Anti-gun Senator Dianne Feinstein admitted to CBS’ “Face the Nation” Sunday that no gun control law could have prevented mass killer Stephen Paddock from creating the carnage in Las Vegas on Oct. 2, an admission that gun rights supporters would probably carve in stone.
Asked by host John Dickerson if any proposed gun law could have prevented the tragedy, Feinstein’s candor has surprised people.
“No, he passed background checks registering for handguns and other weapons on multiple occasions,” she responded. A full transcript may be read here.
Over the weekend, NRA chief lobbyist Chris Cox took Feinstein to task for a statement she made more than years ago about taking guns away from American citizens. She told CBS reporter Lesley Stahl, in a discussion about so-called “assault weapons,” that, “If I could have gotten 51 votes in the Senate of the United States for an outright ban, picking up every one of them, ‘Mr. and Mrs. America, turn ‘em all in,’ I would have done it.”
Politifact quickly jumped in to provide cover for the perennially anti-gun senator from California, insisting that Cox was “off target, because he said Feinstein said she wanted to take away all guns. In reality, back in 1995, Feinstein said she wanted to take away all assault rifles.”
But many in the gun rights movement believe Feinstein would hardly have stopped at semi-auto rifles, because once it is acceptable to ban a specific class of firearms, it becomes easier to ban another class of firearms. Her track record speaks for itself, so what is Cox supposed to think?

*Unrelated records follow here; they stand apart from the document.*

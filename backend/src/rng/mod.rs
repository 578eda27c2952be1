//! Deterministic random number generation
//!
//! Uses xorshift64* for fast, seedable sampling of scenario variables.
//! CRITICAL: All randomness in the pipeline MUST go through this module.

mod xorshift;

pub use xorshift::{RngManager, POISSON_MAX_LAM};
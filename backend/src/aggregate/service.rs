//! Aggregator loops: result consumption and periodic reporting
//!
//! The consumer survives broker failures: it drops the session, waits
//! `reconnect_delay` and reconnects through its [`Connector`]. While
//! disconnected the reporter keeps running and shows queue depths as
//! unavailable.

use super::report::{QueueDepth, Report, ReportSink};
use super::Aggregator;
use crate::broker::{connect_with_retry, Broker, Connector, QueueOptions, SharedConnector};
use crate::config::PipelineConfig;
use crate::error::PipelineError;
use crate::models::ResultMessage;
use crate::resilience::{RetryError, RetryPolicy, Shutdown};
use parking_lot::Mutex;
use std::sync::Arc;
use tokio::time::MissedTickBehavior;
use tracing::{debug, info, warn};

/// Runs the consumption and report loops around one [`Aggregator`]
#[derive(Clone)]
pub struct AggregatorService {
    aggregator: Arc<Aggregator>,
    connector: Arc<dyn Connector>,

    /// Broker of the current session, shared with the reporter
    session: Arc<Mutex<Option<Arc<dyn Broker>>>>,
    config: PipelineConfig,
    sinks: Vec<Arc<dyn ReportSink>>,
}

impl AggregatorService {
    /// Service bound to an existing broker handle.
    pub fn new(broker: Arc<dyn Broker>, config: &PipelineConfig) -> Self {
        let service = Self::with_connector(
            Arc::new(SharedConnector::new(Arc::clone(&broker))),
            config,
        );
        *service.session.lock() = Some(broker);
        service
    }

    /// Service that connects (and reconnects) through `connector`.
    pub fn with_connector(connector: Arc<dyn Connector>, config: &PipelineConfig) -> Self {
        Self {
            aggregator: Arc::new(Aggregator::from_config(config)),
            connector,
            session: Arc::new(Mutex::new(None)),
            config: config.clone(),
            sinks: Vec::new(),
        }
    }

    pub fn with_sink(mut self, sink: Arc<dyn ReportSink>) -> Self {
        self.sinks.push(sink);
        self
    }

    pub fn aggregator(&self) -> &Arc<Aggregator> {
        &self.aggregator
    }

    fn current_broker(&self) -> Option<Arc<dyn Broker>> {
        self.session.lock().clone()
    }

    /// Consume results until shutdown; returns how many were folded in.
    ///
    /// Broker failures are logged and followed by a reconnect; only
    /// shutdown ends the loop.
    pub async fn run_consumer(&self, shutdown: &Shutdown) -> Result<u64, PipelineError> {
        let policy = RetryPolicy::fixed(self.config.reconnect_delay());
        let mut consumed = 0u64;

        loop {
            let broker = match self.current_broker() {
                Some(broker) => broker,
                None => match connect_with_retry(self.connector.as_ref(), &policy, shutdown).await {
                    Ok(broker) => {
                        *self.session.lock() = Some(Arc::clone(&broker));
                        broker
                    }
                    Err(RetryError::Cancelled) => break,
                    Err(e) => return Err(e.into()),
                },
            };

            match self.consume_session(broker.as_ref(), shutdown, &mut consumed).await {
                Ok(()) => break,
                Err(e) if e.is_broker_failure() => {
                    self.session.lock().take();
                    warn!(
                        error = %e,
                        delay_ms = self.config.reconnect_delay_ms,
                        "Result consumer lost the broker; reconnecting"
                    );
                    tokio::select! {
                        _ = shutdown.cancelled() => break,
                        _ = tokio::time::sleep(self.config.reconnect_delay()) => {}
                    }
                }
                Err(e) => return Err(e),
            }
        }

        debug!(consumed, "Result consumer stopped");
        Ok(consumed)
    }

    /// One connected session; `Ok` means shutdown was observed.
    async fn consume_session(
        &self,
        broker: &dyn Broker,
        shutdown: &Shutdown,
        consumed: &mut u64,
    ) -> Result<(), PipelineError> {
        broker
            .declare(&self.config.result_queue, QueueOptions::durable())
            .await?;
        let mut consumer = broker
            .consume(&self.config.result_queue, self.config.aggregator_prefetch)
            .await?;
        info!(
            queue = %self.config.result_queue,
            prefetch = self.config.aggregator_prefetch,
            "Consuming results"
        );

        loop {
            let delivery = tokio::select! {
                biased;
                _ = shutdown.cancelled() => return Ok(()),
                delivery = consumer.recv() => delivery?,
            };

            match serde_json::from_slice::<ResultMessage>(&delivery.payload) {
                Ok(result) if result.value.is_finite() => {
                    self.aggregator.update(&result);
                    broker.ack(&delivery).await?;
                    *consumed += 1;
                }
                Ok(_) => {
                    warn!(tag = delivery.tag, "Non-finite result rejected");
                    broker.reject(&delivery, false).await?;
                }
                Err(e) => {
                    warn!(tag = delivery.tag, error = %e, "Malformed result rejected");
                    broker.reject(&delivery, false).await?;
                }
            }
        }
    }

    /// Best-effort depth query.
    async fn depth(&self, queue: &str) -> QueueDepth {
        let Some(broker) = self.current_broker() else {
            return QueueDepth::Unavailable;
        };
        match broker.depth(queue).await {
            Ok(depth) => QueueDepth::Available(depth),
            Err(e) => {
                debug!(queue, error = %e, "Queue depth unavailable");
                QueueDepth::Unavailable
            }
        }
    }

    /// Snapshot the state, then query queue depths outside the lock.
    pub async fn build_report(&self) -> Report {
        let snapshot = self.aggregator.snapshot();
        let pending = self.depth(&self.config.scenario_queue).await;
        let queued = self.depth(&self.config.result_queue).await;
        snapshot.report(pending, queued, self.config.histogram_bins)
    }

    fn deliver(&self, report: &Report) {
        for sink in &self.sinks {
            sink.deliver(report);
        }
    }

    /// Deliver a report every `report_interval` until shutdown, then one
    /// final report, which is returned.
    pub async fn run_reporter(&self, shutdown: &Shutdown) -> Report {
        let mut ticker = tokio::time::interval(self.config.report_interval());
        ticker.set_missed_tick_behavior(MissedTickBehavior::Delay);

        loop {
            tokio::select! {
                biased;
                _ = shutdown.cancelled() => break,
                _ = ticker.tick() => {
                    let report = self.build_report().await;
                    self.deliver(&report);
                }
            }
        }

        let report = self.build_report().await;
        self.deliver(&report);
        report
    }

    /// Both loops side by side; returns the final report.
    ///
    /// A non-broker consumer error stops the reporter as well.
    pub async fn run(&self, shutdown: &Shutdown) -> Result<Report, PipelineError> {
        let reporter = async { Ok::<_, PipelineError>(self.run_reporter(shutdown).await) };
        let (consumed, report) = tokio::try_join!(self.run_consumer(shutdown), reporter)?;
        info!(consumed, total = report.kpis.total_processed, "Aggregator stopped");
        Ok(report)
    }
}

Politifact alluded to remarks from David Hardy, a pro-rights attorney and author, who testified before Congress in 2013 that there are an estimated 9 million people who went target shooting that year with an AR-type rifle. Hardy further estimated that about one-fourth of target shooters own an AR-type rifle. By that rough estimate, the number of such rifles in private hands would reach well into the millions.
Balance that against data from the FBI Uniform Crime Report for any given year, 2016 being the most recent for which statistics are available. Of the estimated 15,070 homicides committed last year, 11,004 involved firearms. Of that number, a paltry 374 were identified as having involved rifles of any kind.
Another 3,077 were committed with an unidentified firearm, but if the numbers were apportioned to reflect murders committed with known firearms, rifles would still make up a small fraction of crime guns. When compared to the millions of so-called “assault rifles” now in circulation, the figure is miniscule.
Feinstein’s admission that gun control laws would not have prevented the slaughter in Las Vegas could easily come back to haunt not only her, but other proponents of gun bans or stricter laws.
If gun control has failed, and there are countless violent crimes to suggest that is the case, then Second Amendment advocates have an opportunity to make alternate proposals. If Feinstein and her anti-gun contemporaries are sincerely interested in public safety rather than public disarmament, they need to show a willingness to listen.